While my husband was working on an in-home construction project, I hid out in a small room of a local library, where I took this photo. Click to enlarge.

I thought it would be fun to send my readers on a “Where’s Waldo” of natural wonders – all based on images I’ve snapped over the years – of some pretty darn illusive subjects in the Sonoran Desert. (Trust me … I had more). In case you can’t see the camouflaged critters in these photos, answers are at the bottom of the post. Click photos to enlarge.

For Readers/Writers: Do you find that certain aspects of a story become invisible to you as you read? Without fail, I seem to lose track of a story’s timeline – or I simply fail to pay attention to how many days or moths have passed in every story I read. I also seem to lack the ability to remember the ages of young characters. Always. What about you? Does the physical setting of the books you’re reading just disappear? The physical descriptions of characters? Something else?

When you write, do you want certain things to be invisible – hidden under the surface of your words for the reader to unearth? What are they? What is the value of concealing them?

Answers: Imagine – on all these images – if you weren’t taking a microscopic look in the way I was: Pretty darn invisible, huh? Photographed from top to bottom: bullock’s oriole; baby desert tortoise; TWO white-tailed deer; a common fence lizard; a tree frog; TWO owlets; a crazy grasshopper, the likes of which I’ve never before seen and almost smooshed.

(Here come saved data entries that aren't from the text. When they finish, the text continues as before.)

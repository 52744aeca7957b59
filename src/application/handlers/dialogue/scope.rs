//! Scoped read-modify-write access to one conversation.

use crate::domain::foundation::ConversationId;
use crate::domain::intake::{Field, FieldPatch, FieldSet, IntakeState};
use crate::ports::{ConversationStore, ConversationStoreError};

/// A working copy of one conversation.
///
/// Opened at the start of an event, mutated by the step handler and written
/// back once. Field changes are collected as a [`FieldPatch`] so only what
/// the step touched reaches the store.
#[derive(Debug)]
pub struct ConversationScope {
    conversation_id: ConversationId,
    state: IntakeState,
    fields: FieldSet,
    patch: FieldPatch,
}

impl ConversationScope {
    pub async fn open(
        store: &dyn ConversationStore,
        conversation_id: ConversationId,
    ) -> Result<Self, ConversationStoreError> {
        let state = store.get_state(conversation_id).await?;
        let fields = store.get_fields(conversation_id).await?;
        Ok(Self {
            conversation_id,
            state,
            fields,
            patch: FieldPatch::new(),
        })
    }

    pub fn conversation_id(&self) -> ConversationId {
        self.conversation_id
    }

    /// Step the conversation was on when the scope was opened.
    pub fn state(&self) -> IntakeState {
        self.state
    }

    /// Answers including changes made through this scope.
    pub fn fields(&self) -> &FieldSet {
        &self.fields
    }

    pub fn set(&mut self, field: Field, value: impl Into<String>) {
        let value = value.into();
        self.fields.set(field, value.as_str());
        self.patch.set(field, value);
    }

    pub fn is_dirty(&self) -> bool {
        !self.patch.is_empty()
    }

    /// Writes the collected field changes. A scope with no changes writes nothing.
    pub async fn write_back(
        self,
        store: &dyn ConversationStore,
    ) -> Result<(), ConversationStoreError> {
        if !self.is_dirty() {
            return Ok(());
        }
        store.update_fields(self.conversation_id, &self.patch).await
    }
}
//! What happens once the last question is answered.

use serde::Deserialize;
use std::fmt;

/// Whether the submitter reviews the report before it goes to the doctors.
#[derive(Debug, Clone, Copy, PartialEq, Eq, Default, Deserialize)]
#[serde(rename_all = "lowercase")]
pub enum SubmissionPolicy {
    /// Deliver right after the comments step.
    #[default]
    Immediate,
    /// Show the report with "send" / "do not send" and wait in `Approve`.
    #[serde(alias = "confirm_first")]
    Confirm,
}

impl SubmissionPolicy {
    pub fn requires_approval(&self) -> bool {
        matches!(self, Self::Confirm)
    }
}

impl fmt::Display for SubmissionPolicy {
    fn fmt(&self, f: &mut fmt::Formatter<'_>) -> fmt::Result {
        match self {
            Self::Immediate => f.write_str("immediate"),
            Self::Confirm => f.write_str("confirm"),
        }
    }
}
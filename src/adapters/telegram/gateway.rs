//! Telegram implementation of the MessageGateway port.

use async_trait::async_trait;
use teloxide::prelude::*;
use teloxide::types::ParseMode;
use teloxide::RequestError;

use super::keyboard;
use crate::config::MenuStyle;
use crate::domain::foundation::RecipientId;
use crate::domain::intake::{OutboundMessage, TextFormat};
use crate::ports::{GatewayError, MessageGateway};

/// Sends intake messages through the Bot API.
#[derive(Clone)]
pub struct TelegramGateway {
    bot: Bot,
    style: MenuStyle,
}

impl TelegramGateway {
    pub fn new(bot: Bot, style: MenuStyle) -> Self {
        Self { bot, style }
    }
}

#[async_trait]
impl MessageGateway for TelegramGateway {
    async fn send_text(
        &self,
        recipient: RecipientId,
        message: OutboundMessage,
    ) -> Result<(), GatewayError> {
        let markup = keyboard::render(&message.menu, self.style);

        let mut request = self
            .bot
            .send_message(ChatId(recipient.as_i64()), message.text);
        if message.format == TextFormat::Html {
            request = request.parse_mode(ParseMode::Html);
        }
        if let Some(markup) = markup {
            request = request.reply_markup(markup);
        }

        request
            .await
            .map_err(|e| delivery_error(recipient, e))?;
        Ok(())
    }
}

/// Network failures mean the API was unreachable; anything else was a
/// rejection of this particular delivery.
fn delivery_error(recipient: RecipientId, error: RequestError) -> GatewayError {
    match error {
        RequestError::Network(e) => GatewayError::Unavailable(e.to_string()),
        other => GatewayError::delivery_failed(recipient, other.to_string()),
    }
}
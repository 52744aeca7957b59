//! Long-polling loop feeding Telegram updates into the dialogue driver.

use std::sync::Arc;

use secrecy::ExposeSecret;
use teloxide::prelude::*;
use teloxide::types::{CallbackQuery, MaybeInaccessibleMessage, Message};
use teloxide::RequestError;
use tracing::{debug, error, info, warn};

use super::gateway::TelegramGateway;
use super::inbound::{self, IncomingCallback, IncomingMessage};
use crate::application::DialogueDriver;
use crate::config::{MenuStyle, TelegramConfig};
use crate::domain::intake::InboundEvent;

/// Errors that stop the runner before it starts polling
#[derive(Debug, thiserror::Error)]
pub enum RunnerError {
    #[error("Telegram request failed: {0}")]
    Telegram(#[from] RequestError),
}

/// Owns the bot and forwards every private-chat update to the driver.
pub struct TelegramRunner {
    bot: Bot,
    driver: Arc<DialogueDriver>,
    style: MenuStyle,
    skip_pending_updates: bool,
}

impl TelegramRunner {
    pub fn new(bot: Bot, driver: Arc<DialogueDriver>, config: &TelegramConfig) -> Self {
        Self {
            bot,
            driver,
            style: config.menu_style,
            skip_pending_updates: config.skip_pending_updates,
        }
    }

    /// Bot client built from the configured token.
    pub fn bot(config: &TelegramConfig) -> Bot {
        Bot::new(config.bot_token.expose_secret())
    }

    /// Gateway sharing the runner's bot and menu style.
    pub fn gateway(bot: &Bot, config: &TelegramConfig) -> TelegramGateway {
        TelegramGateway::new(bot.clone(), config.menu_style)
    }

    /// Polls until Ctrl-C.
    ///
    /// # Errors
    /// Returns `RunnerError` if pending updates could not be dropped.
    pub async fn run(self: Arc<Self>) -> Result<(), RunnerError> {
        if self.skip_pending_updates {
            self.bot.delete_webhook().drop_pending_updates(true).await?;
            info!("Dropped updates received while offline");
        }

        let handler = dptree::entry()
            .branch(Update::filter_message().endpoint({
                let runner = Arc::clone(&self);
                move |msg: Message| {
                    let runner = Arc::clone(&runner);
                    async move {
                        runner.on_message(msg).await;
                        respond(())
                    }
                }
            }))
            .branch(Update::filter_callback_query().endpoint({
                let runner = Arc::clone(&self);
                move |q: CallbackQuery| {
                    let runner = Arc::clone(&runner);
                    async move {
                        runner.on_callback(q).await;
                        respond(())
                    }
                }
            }));

        info!(style = ?self.style, "Starting Telegram polling");
        Dispatcher::builder(self.bot.clone(), handler)
            .enable_ctrlc_handler()
            .build()
            .dispatch()
            .await;
        info!("Telegram polling stopped");
        Ok(())
    }

    async fn on_message(&self, msg: Message) {
        let incoming = IncomingMessage {
            chat_id: msg.chat.id.0,
            is_private: msg.chat.is_private(),
            text: msg.text(),
        };
        match inbound::translate_message(incoming, self.style) {
            Ok(event) => self.dispatch(event).await,
            Err(reason) => debug!(chat_id = msg.chat.id.0, ?reason, "Ignoring message"),
        }
    }

    async fn on_callback(&self, q: CallbackQuery) {
        // Stops the client's loading spinner whatever happens next.
        if let Err(e) = self.bot.answer_callback_query(q.id.clone()).await {
            warn!(error = %e, "Failed to answer callback query");
        }

        let chat = match &q.message {
            Some(MaybeInaccessibleMessage::Regular(m)) => &m.chat,
            Some(MaybeInaccessibleMessage::Inaccessible(m)) => &m.chat,
            None => {
                debug!(user_id = q.from.id.0, "Ignoring callback without a chat");
                return;
            }
        };
        let incoming = IncomingCallback {
            chat_id: chat.id.0,
            is_private: chat.is_private(),
            data: q.data.as_deref(),
        };
        match inbound::translate_callback(incoming) {
            Ok(event) => self.dispatch(event).await,
            Err(reason) => warn!(
                chat_id = chat.id.0,
                data = ?q.data,
                ?reason,
                "Ignoring button press"
            ),
        }
    }

    async fn dispatch(&self, event: InboundEvent) {
        let conversation_id = event.conversation_id();
        if let Err(e) = self.driver.handle(event).await {
            error!(%conversation_id, error = %e, "Intake event failed");
        }
    }
}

25 Responses to “Where’s Waldo?”

  • avatar Julia Munroe Martin Says:

    I absolutely loved the Where’s Waldo books! But still I missed two “Waldos” in your photos until I looked super closely: the fence lizard and one of the deer. I love nature’s camouflage, just incredible. When I read I lose track of my time and often of the story too, but the sure sign that I’m engrossed in the story is when I barely notice I’m reading or what the specific words are I’m reading and instead it’s almost like I’m watching the action inside my head. Almost like the whole book is camouflaged! What a great post and amazing photos!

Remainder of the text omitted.